• DATA TO EXAMINE
// src/analytics/mod.rs
// Per-query telemetry: cost attribution, timing, buffered records

pub mod buffer;
pub mod cost;
pub mod metrics;
pub mod tokens;

pub use buffer::{AnalyticsBuffer, QueryRecord};
pub use cost::CostBreakdown;
pub use metrics::{MetricsCollector, QueryMetrics, RetrievedChunk, SearchAttempt, SearchExecution};
pub use tokens::{Operation, TokenTracker};
impl Orchestrator {
    pub fn new(
        intelligence: QueryIntelligence,
        search: SearchStrategy,
        parent: ParentExpansion,
        reranker: Reranker,
        responder: ResponseGenerator,
        escalation: EscalationEngine,
        sessions: Arc<SessionManager>,
        meter: Arc<TokenTracker>,
        prompts: Arc<PromptSet>,
    ) -> Self {
        Self {
            intelligence,
            search,
            parent,
            reranker,
            responder,
            escalation,
            sessions,
            meter,
            prompts,
        }
    }

    /// Process one query. The caller must hold the session lock that
    /// guards `state`. Always returns a reply; stage failures without a
    /// local fallback become a civil internal-error response that is
    /// still committed to the turn log and analytics buffer.
    pub async fn process_query(
        &self,
        query: &str,
        session_id: &str,
        state: &mut SessionState,
        user_class: Option<&str>,
    ) -> AgentReply {
        let mut metrics = MetricsCollector::start(query);

        // Ingest: the user turn lands in the cache before anything else
        if let Err(e) = self
            .sessions
            .add_message(state, TurnRole::User, query, None, None)
            .await
        {
            warn!(session_id, error = %e, "Failed to append user turn");
        }

        metrics.start_timer("classification");
        let (tag, classification_confidence) = classify(query);
        metrics.record_classification(tag.as_str(), classification_confidence);
        info!(session_id, tag = tag.as_str(), classification_confidence, "Query classified");

        let output = if tag == QueryTag::Greeting {
            self.greeting_output(&mut metrics)
        } else {
            match self
                .run_stages(query, session_id, state, tag, user_class, &mut metrics)
                .await
            {
                Ok(output) => output,
                Err(e) => {
                    error!(session_id, error = %e, "Query pipeline failed");
                    metrics.record_error(&format!("{}: {e}", e.kind()));
                    StageOutput {
                        response: INTERNAL_ERROR_RESPONSE.to_string(),
                        confidence: 0.0,
                        sources: vec![],
                        routing: None,
                        enhanced_query: None,
                        query_metadata: None,
                        requires_escalation: false,
                        hits: vec![],
                    }
                }
            }
        };

        self.commit(session_id, state, tag, classification_confidence, output, metrics)
            .await
    }

    fn greeting_output(&self, metrics: &mut MetricsCollector) -> StageOutput {
        metrics.record_results(0, 0, 1.0, &[]);
        StageOutput {
            response: self.prompts.greeting.trim().to_string(),
            confidence: 1.0,
            sources: vec![],
            routing: None,
            enhanced_query: None,
            query_metadata: None,
            requires_escalation: false,
            hits: vec![],
        }
    }

    /// Stages 3..8: intelligence, routed retrieval, rerank, generation
    /// and escalation.
    async fn run_stages(
        &self,
        query: &str,
        session_id: &str,
        state: &mut SessionState,
        tag: QueryTag,
        user_class: Option<&str>,
        metrics: &mut MetricsCollector,
    ) -> Result<StageOutput> {
        let context = self.sessions.get_context_for_llm(session_id).await;

        metrics.start_timer("query_intelligence");
        let analysis = self
            .intelligence
            .analyze(
                query,
                tag,
                (!context.is_empty()).then_some(context.formatted.as_str()),
                &state.related_docs,
                session_id,
            )
            .await;
        metrics.record_intelligence(
            &analysis.query.enhanced,
            analysis.routing.as_str(),
            analysis.query.category.as_deref(),
            Some(&analysis.query.intent),
            &analysis.query.tags,
        );
        info!(
            session_id,
            routing = analysis.routing.as_str(),
            enhanced = %analysis.query.enhanced,
            "Query analyzed"
        );

        let query_metadata = QueryMetadata {
            category: analysis.query.category.clone(),
            intent: analysis.query.intent.clone(),
            tags: analysis.query.tags.clone(),
        };

        let (mut response, confidence, sources, hits, has_results) = match analysis.routing {
            Routing::AnswerFromContext => {
                metrics.start_timer("response_generation");
                let response = match self
                    .responder
                    .generate(query, &[], &context.formatted, session_id)
                    .await
                {
                    Ok(text) => text,
                    Err(e) => {
                        warn!(session_id, error = %e, "Context-only generation failed");
                        metrics.record_error(&e.to_string());
                        return Ok(self.apology_output(&analysis, query_metadata, metrics).await);
                    }
                };
                metrics.record_response_generation();
                metrics.record_results(0, 0, 0.9, &[]);
                (response, 0.9, vec![SourceRef::conversation_context()], vec![], true)
            }

            Routing::SearchKbTargeted | Routing::FullRag => {
                let related_title = match analysis.routing {
                    Routing::SearchKbTargeted => analysis.matched_related_doc.as_deref(),
                    _ => None,
                };

                let outcome = self
                    .search
                    .run(&analysis.query.enhanced, tag, user_class, related_title, session_id)
                    .await?;
                metrics.record_search_execution(outcome.execution.clone());
                metrics.record_search_attempts(&outcome.attempts);

                let mut hits = outcome.hits;

                if !hits.is_empty() && needs_full_context(&analysis.query.enhanced) {
                    hits = self
                        .parent
                        .expand(hits, &analysis.query.enhanced, &outcome.embedding)
                        .await;
                    metrics.push_search_attempt(SearchAttempt {
                        label: format!("parent_retrieval:expanded_to_{}", hits.len()),
                        entry_type: None,
                        results: hits.len(),
                    });
                }

                if hits.is_empty() {
                    // All fallbacks dry: escalation shapes the reply below
                    metrics.record_results(0, 0, 0.0, &[]);
                    metrics.start_timer("response_generation");
                    let response = match self.responder.generate_fallback(query, session_id).await {
                        Ok(text) => text,
                        Err(e) => {
                            warn!(session_id, error = %e, "Fallback generation failed");
                            metrics.record_error(&e.to_string());
                            INTERNAL_ERROR_RESPONSE.to_string()
                        }
                    };
                    metrics.record_response_generation();
                    (response, 0.3, vec![], vec![], false)
                } else {
                    let best_confidence = hits.iter().map(|h| h.score).fold(0.0, f32::max);

                    let rerank_started = std::time::Instant::now();
                    let reranked = self.reranker.rerank(hits, &analysis.query.enhanced);
                    metrics.record_rerank_time(rerank_started.elapsed().as_secs_f64() * 1000.0);

                    let sources: Vec<SourceRef> =
                        reranked.iter().map(SourceRef::from_hit).collect();

                    metrics.start_timer("response_generation");
                    // A failed generation degrades to the apology at zero
                    // confidence; escalation then fires on the low score.
                    let (response, confidence) = match self
                        .responder
                        .generate(query, &reranked, &context.formatted, session_id)
                        .await
                    {
                        Ok(text) => (text, best_confidence),
                        Err(e) => {
                            warn!(session_id, error = %e, "Response generation failed");
                            metrics.record_error(&e.to_string());
                            (INTERNAL_ERROR_RESPONSE.to_string(), 0.0)
                        }
                    };
                    metrics.record_response_generation();
                    metrics.record_results(
                        sources.len(),
                        sources.len(),
                        best_confidence,
                        &reranked,
                    );

                    (response, confidence, sources, reranked, true)
                }
            }
        };

        // Escalation sees the raw confidence and the recent turn log
        let decision = self
            .escalation
            .check(query, has_results, confidence, &context.messages)
            .await;
        metrics.record_escalation(
            decision.should_escalate,
            decision.reason.as_str(),
            decision.kind.as_str(),
        );
        response = shape_response(&response, &decision);

        // A user-requested handoff hides whatever retrieval produced
        let sources = if decision.reason == crate::agent::escalate::EscalationReason::UserRequested
        {
            vec![]
        } else {
            sources
        };

        Ok(StageOutput {
            response,
            confidence,
            sources,
            routing: Some(analysis.routing),
            enhanced_query: Some(analysis.query.enhanced.clone()),
            query_metadata: Some(query_metadata),
            requires_escalation: decision.should_escalate,
            hits,
        })
    }

    /// Canned apology used when the response generator itself fails.
    /// Escalation still runs and fires on the zero confidence.
    async fn apology_output(
        &self,
        analysis: &crate::agent::intelligence::QueryAnalysis,
        query_metadata: QueryMetadata,
        metrics: &mut MetricsCollector,
    ) -> StageOutput {
        let decision = self
            .escalation
            .check(&analysis.query.original, true, 0.0, &[])
            .await;
        metrics.record_escalation(
            decision.should_escalate,
            decision.reason.as_str(),
            decision.kind.as_str(),
        );
        StageOutput {
            response: shape_response(INTERNAL_ERROR_RESPONSE, &decision),
            confidence: 0.0,
            sources: vec![],
            routing: Some(analysis.routing),
            enhanced_query: Some(analysis.query.enhanced.clone()),
            query_metadata: Some(query_metadata),
            requires_escalation: decision.should_escalate,
            hits: vec![],
        }
    }

    /// Commit: assistant turn with metadata, analytics record, related
    /// docs, finalized timers and cost.
    async fn commit(
        &self,
        session_id: &str,
        state: &mut SessionState,
        tag: QueryTag,
        classification_confidence: f32,
        output: StageOutput,
        mut metrics: MetricsCollector,
    ) -> AgentReply {
        let cost = self.meter.breakdown(session_id);
        metrics.record_cost(cost.clone());
        let final_metrics = metrics.finalize();

        let turn_metadata = TurnMetadata {
            confidence: Some(output.confidence),
            query_type: Some(tag.as_str().to_string()),
            sources_used: output.sources.iter().map(|s| s.title.clone()).collect(),
            requires_escalation: Some(output.requires_escalation),
            cost: Some(cost.for_display()),
            error: final_metrics.error.clone(),
        };

        if let Err(e) = self
            .sessions
            .add_message(
                state,
                TurnRole::Assistant,
                &output.response,
                Some(turn_metadata),
                Some(final_metrics.clone()),
            )
            .await
        {
            warn!(session_id, error = %e, "Failed to append assistant turn");
        }

        remember_related_docs(state, &output.hits);

        AgentReply {
            response: output.response,
            confidence: output.confidence,
            classification_confidence,
            sources: output.sources,
            query_type: tag.as_str().to_string(),
            routing: output.routing.map(|r| r.as_str().to_string()),
            search_attempts: final_metrics
                .search_attempts
                .iter()
                .map(|a| a.label.clone())
                .collect(),
            enhanced_query: output.enhanced_query,
            query_metadata: output.query_metadata,
            requires_escalation: output.requires_escalation,
            debug_metrics: Some(final_metrics),
        }
    }
}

• TASK BRIEF
Take the entries above and copy out all lines with the string "clone".

• RESULT BELOW
            category: analysis.query.category.clone(),
            intent: analysis.query.intent.clone(),
            tags: analysis.query.tags.clone(),
                metrics.record_search_execution(outcome.execution.clone());
            enhanced_query: Some(analysis.query.enhanced.clone()),
            enhanced_query: Some(analysis.query.enhanced.clone()),
        metrics.record_cost(cost.clone());
            sources_used: output.sources.iter().map(|s| s.title.clone()).collect(),
            error: final_metrics.error.clone(),
                Some(final_metrics.clone()),
                .map(|a| a.label.clone())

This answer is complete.